-- EXERCISE DATA follows --

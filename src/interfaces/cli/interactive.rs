// ============================================================
// INTERACTIVE MODE
// ============================================================
// One question per line against a single data source

use super::commands::{print_outcome, Session};
use super::render::render_sources;
use crate::domain::error::Result;
use crate::infrastructure::db::QueryDatabase;
use std::io::Write;
use std::process::ExitCode;
use tokio::io::{AsyncBufReadExt, BufReader};

const HELP: &str = "\
Type a question to query the data source, or one of:
  /help      show this help
  /sources   list data sources
  /schema    show the tables of the current source
  /active    show the current source
  /quit      leave (also /exit or Ctrl-D)";

#[derive(Debug, PartialEq, Eq)]
enum Input<'a> {
    Empty,
    Help,
    Sources,
    Schema,
    Active,
    Quit,
    Unknown(&'a str),
    Question(&'a str),
}

fn parse_input(line: &str) -> Input<'_> {
    let line = line.trim();
    if line.is_empty() {
        return Input::Empty;
    }
    if !line.starts_with('/') {
        return match line.to_lowercase().as_str() {
            "quit" | "exit" => Input::Quit,
            _ => Input::Question(line),
        };
    }
    match line.to_lowercase().as_str() {
        "/help" | "/?" => Input::Help,
        "/sources" => Input::Sources,
        "/schema" => Input::Schema,
        "/active" => Input::Active,
        "/quit" | "/exit" | "/q" => Input::Quit,
        _ => Input::Unknown(line),
    }
}

pub async fn run(
    session: &Session,
    source: Option<&str>,
    max_attempts: Option<u32>,
) -> Result<ExitCode> {
    let registry = session.registry()?;
    let source = registry.resolve(source)?.clone();
    let database = session.open_database(&source).await?;
    let use_case = session.text_to_sql(database.clone(), max_attempts);

    println!(
        "Connected to '{}' [{}]. Up to {} repair attempt(s) per question.",
        source.name,
        source.kind,
        use_case.settings().max_debug_attempts
    );
    println!("Type /help for commands.\n");

    let mut lines = BufReader::new(tokio::io::stdin()).lines();
    loop {
        print!("text2sql> ");
        std::io::stdout().flush()?;

        let Some(line) = lines.next_line().await? else {
            println!();
            break;
        };

        match parse_input(&line) {
            Input::Empty => continue,
            Input::Help => println!("{}", HELP),
            Input::Sources => print!(
                "{}",
                render_sources(registry.list(), |name| name == source.name)
            ),
            Input::Schema => match database.extract_schema().await {
                Ok(schema) => print!("{}", schema),
                Err(e) => eprintln!("{}", e),
            },
            Input::Active => println!(
                "{} [{}] {}",
                source.name,
                source.kind,
                source.location()
            ),
            Input::Quit => break,
            Input::Unknown(command) => {
                eprintln!("Unknown command '{}'. Type /help for commands.", command)
            }
            Input::Question(question) => match use_case.answer(question).await {
                Ok(outcome) => print_outcome(&outcome),
                Err(e) => eprintln!("{}", e),
            },
        }
        println!();
    }

    database.close().await;
    Ok(ExitCode::SUCCESS)
}

#[cfg(test)]
mod tests {
    use super::*;

    #[test]
    fn test_parse_input() {
        assert_eq!(parse_input("   "), Input::Empty);
        assert_eq!(parse_input("/HELP"), Input::Help);
        assert_eq!(parse_input(" /schema "), Input::Schema);
        assert_eq!(parse_input("/exit"), Input::Quit);
        assert_eq!(parse_input("quit"), Input::Quit);
        assert_eq!(parse_input("/drop"), Input::Unknown("/drop"));
        assert_eq!(
            parse_input("how many rows are there?"),
            Input::Question("how many rows are there?")
        );
    }
}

-- EXERCISE DATA concluded --

### TASK REQUIREMENTS
Could each line above be retyped exactly?

### YOUR RESPONSE
filename src/interfaces/cli/interactive.rs
// ============================================================
// INTERACTIVE MODE
// ============================================================
// One question per line against a single data source

use super::commands::{print_outcome, Session};
use super::render::render_sources;
use crate::domain::error::Result;
use crate::infrastructure::db::QueryDatabase;
use std::io::Write;
use std::process::ExitCode;
use tokio::io::{AsyncBufReadExt, BufReader};

const HELP: &str = "\
Type a question to query the data source, or one of:
  /help      show this help
  /sources   list data sources
  /schema    show the tables of the current source
  /active    show the current source
  /quit      leave (also /exit or Ctrl-D)";

#[derive(Debug, PartialEq, Eq)]
enum Input<'a> {
    Empty,
    Help,
    Sources,
    Schema,
    Active,
    Quit,
    Unknown(&'a str),
    Question(&'a str),
}

fn parse_input(line: &str) -> Input<'_> {
    let line = line.trim();
    if line.is_empty() {
        return Input::Empty;
    }
    if !line.starts_with('/') {
        return match line.to_lowercase().as_str() {
            "quit" | "exit" => Input::Quit,
            _ => Input::Question(line),
        };
    }
    match line.to_lowercase().as_str() {
        "/help" | "/?" => Input::Help,
        "/sources" => Input::Sources,
        "/schema" => Input::Schema,
        "/active" => Input::Active,
        "/quit" | "/exit" | "/q" => Input::Quit,
        _ => Input::Unknown(line),
    }
}

pub async fn run(
    session: &Session,
    source: Option<&str>,
    max_attempts: Option<u32>,
) -> Result<ExitCode> {
    let registry = session.registry()?;
    let source = registry.resolve(source)?.clone();
    let database = session.open_database(&source).await?;
    let use_case = session.text_to_sql(database.clone(), max_attempts);

    println!(
        "Connected to '{}' [{}]. Up to {} repair attempt(s) per question.",
        source.name,
        source.kind,
        use_case.settings().max_debug_attempts
    );
    println!("Type /help for commands.\n");

    let mut lines = BufReader::new(tokio::io::stdin()).lines();
    loop {
        print!("text2sql> ");
        std::io::stdout().flush()?;

        let Some(line) = lines.next_line().await? else {
            println!();
            break;
        };

        match parse_input(&line) {
            Input::Empty => continue,
            Input::Help => println!("{}", HELP),
            Input::Sources => print!(
                "{}",
                render_sources(registry.list(), |name| name == source.name)
            ),
            Input::Schema => match database.extract_schema().await {
                Ok(schema) => print!("{}", schema),
                Err(e) => eprintln!("{}", e),
            },
            Input::Active => println!(
                "{} [{}] {}",
                source.name,
                source.kind,
                source.location()
            ),
            Input::Quit => break,
            Input::Unknown(command) => {
                eprintln!("Unknown command '{}'. Type /help for commands.", command)
            }
            Input::Question(question) => match use_case.answer(question).await {
                Ok(outcome) => print_outcome(&outcome),
                Err(e) => eprintln!("{}", e),
            },
        }
        println!();
    }

    database.close().await;
    Ok(ExitCode::SUCCESS)
}

#[cfg(test)]
mod tests {
    use super::*;

    #[test]
    fn test_parse_input() {
        assert_eq!(parse_input("   "), Input::Empty);
        assert_eq!(parse_input("/HELP"), Input::Help);
        assert_eq!(parse_input(" /schema "), Input::Schema);
        assert_eq!(parse_input("/exit"), Input::Quit);
        assert_eq!(parse_input("quit"), Input::Quit);
        assert_eq!(parse_input("/drop"), Input::Unknown("/drop"));
        assert_eq!(
            parse_input("how many rows are there?"),
            Input::Question("how many rows are there?")
        );
    }
}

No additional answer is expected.